Crews use specific checklists and adjust speeds, distances and landing configurations to ensure a safe return to the ground.
What can you feel/see?
A longer wait while the crew analyzes the problem, a return to the home airport or a quicker landing than normal.
What do pilots do?
After the problem is detected by the warning system, pilots go through the checklist, decide the landing configuration, request the longest suitable runway and request the presence of emergency services as a precaution.
All of these resources are available because lessons learned from extreme events have been incorporated into modern aircraft design and training programs.
4. “Drama” in the landing gear and braking system
What is it?
Commercial planes have retractable landing gear that stays inside a compartment for most of the flight. These are the wheels that come out of the belly of the plane before landing. Brakes are integrated into the tires, whose function is to reduce the aircraft’s speed after it touches the ground, just like a car.

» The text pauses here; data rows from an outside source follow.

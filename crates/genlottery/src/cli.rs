//! Clap derive structures for the `genlottery` CLI.
//!
//! One flat command: pick a game and a line count, then either generate
//! (the default), show the saved batch, or delete it. The action flags
//! are mutually exclusive, matching the original tool.

use clap::{ArgAction, Args, Parser};
use strum::VariantNames;

use genlottery_core::{LotteryType, MAX_LINES, MIN_LINES};

/// genlottery -- random number generator for UK lottery games
#[derive(Debug, Parser)]
#[command(
    name = "genlottery",
    disable_version_flag = true,
    about = "Generate random numbers for all current UK lottery games",
    long_about = "Generates random lottery numbers for a chosen game type and\n\
        optionally saves them, one store file per game. Without --text the\n\
        interactive form surface runs in the terminal.",
    after_help = "NOTE: --delete, --no_save, --print and --version are mutually exclusive"
)]
pub struct Cli {
    /// The type of lottery to generate numbers for [default: EURO, or the
    /// configured default]
    #[arg(
        short = 't',
        long = "type",
        value_name = "TYPE",
        value_parser = parse_lottery_type
    )]
    pub lottery_type: Option<LotteryType>,

    /// The number of lottery lines to generate [default: 2, or the
    /// configured default]
    #[arg(
        short = 'l',
        long = "lines",
        value_name = "N",
        value_parser = parse_line_count
    )]
    pub lines: Option<usize>,

    /// Display in the terminal instead of running the interactive form
    #[arg(long)]
    pub text: bool,

    #[command(flatten)]
    pub mode: ModeOpts,

    /// Increase log verbosity (--verbose, --verbose --verbose, ...)
    #[arg(long, action = ArgAction::Count)]
    pub verbose: u8,
}

/// The mutually exclusive action flags.
#[derive(Debug, Args)]
#[group(multiple = false)]
pub struct ModeOpts {
    /// Delete the saved file, use --type to determine which file to delete
    #[arg(short = 'd', long)]
    pub delete: bool,

    /// Do NOT save results to a file
    #[arg(short = 'n', long = "no_save")]
    pub no_save: bool,

    /// Show previously saved data, use --type to choose the saved file
    #[arg(short = 'p', long = "print")]
    pub print: bool,

    /// Print name and version, then exit
    #[arg(short = 'v', long = "version")]
    pub version: bool,
}

fn parse_lottery_type(raw: &str) -> Result<LotteryType, String> {
    raw.parse().map_err(|_| {
        format!(
            "'{raw}' is not a lottery type (one of: {})",
            LotteryType::VARIANTS.join(", ")
        )
    })
}

fn parse_line_count(raw: &str) -> Result<usize, String> {
    let invalid = || format!("{raw} is invalid. The valid range is {MIN_LINES}-{MAX_LINES}");
    let lines: usize = raw.parse().map_err(|_| invalid())?;
    if (MIN_LINES..=MAX_LINES).contains(&lines) {
        Ok(lines)
    } else {
        Err(invalid())
    }
}
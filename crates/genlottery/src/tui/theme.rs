//! Color palette and shared styles for the form surface.

use ratatui::style::{Color, Modifier, Style};

pub const ACCENT: Color = Color::Cyan;
pub const HIGHLIGHT: Color = Color::Magenta;
pub const DIM: Color = Color::DarkGray;
pub const TEXT: Color = Color::Gray;
pub const ERROR: Color = Color::Red;
pub const SUCCESS: Color = Color::Green;

/// Section titles and focused field labels.
pub fn title() -> Style {
    Style::default().fg(ACCENT).add_modifier(Modifier::BOLD)
}

/// The footer key-hint line.
pub fn key_hint() -> Style {
    Style::default().fg(DIM)
}

/// Style for a field label depending on focus.
pub fn field_label(focused: bool) -> Style {
    if focused {
        Style::default().fg(ACCENT)
    } else {
        Style::default().fg(TEXT)
    }
}

/// Border style for a field depending on focus.
pub fn field_border(focused: bool) -> Style {
    if focused {
        Style::default().fg(HIGHLIGHT)
    } else {
        Style::default().fg(DIM)
    }
}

With so many moving parts, sometimes the landing gear does not extend or retract correctly, or the braking system loses some effectiveness, for example due to the loss of a hydraulic system.
What can you feel/see?
A pre-emptive return, preparation of the cabin for a possible forced landing, or “impact position” instructions given by the cabin crew immediately before landing may occur.
Although scary, these are preventative measures in case something doesn’t go as planned. Earlier this year, a Qantas flight returned to Brisbane (Australia) after experiencing a problem with the landing gear; passengers were instructed to keep their “heads down” while the plane landed safely.
What do pilots do?
They follow long checklists and eventually contact maintenance engineers to diagnose the problem. There are also redundant systems for lowering the landing gear and applying the brakes.
In extreme cases, they may be forced to land on the longest runway available (in case of brake problems) or to land on their belly (if the landing gear cannot even be lowered).
Overview
Most in-flight failures trigger a chain of defenses designed to keep the flight safe. Checklists, intensive training and decades of experience are supported by multiple redundancies and a robust design.
These flights usually end like the aforementioned QF1889: safely on the ground, but, in fact, with passengers a little shaken.
A dramatic descent or an urgent landing does not mean disaster. They usually mean that the safety system (aircraft + crew + checklist + training + redundancy) is doing exactly what it is supposed to do.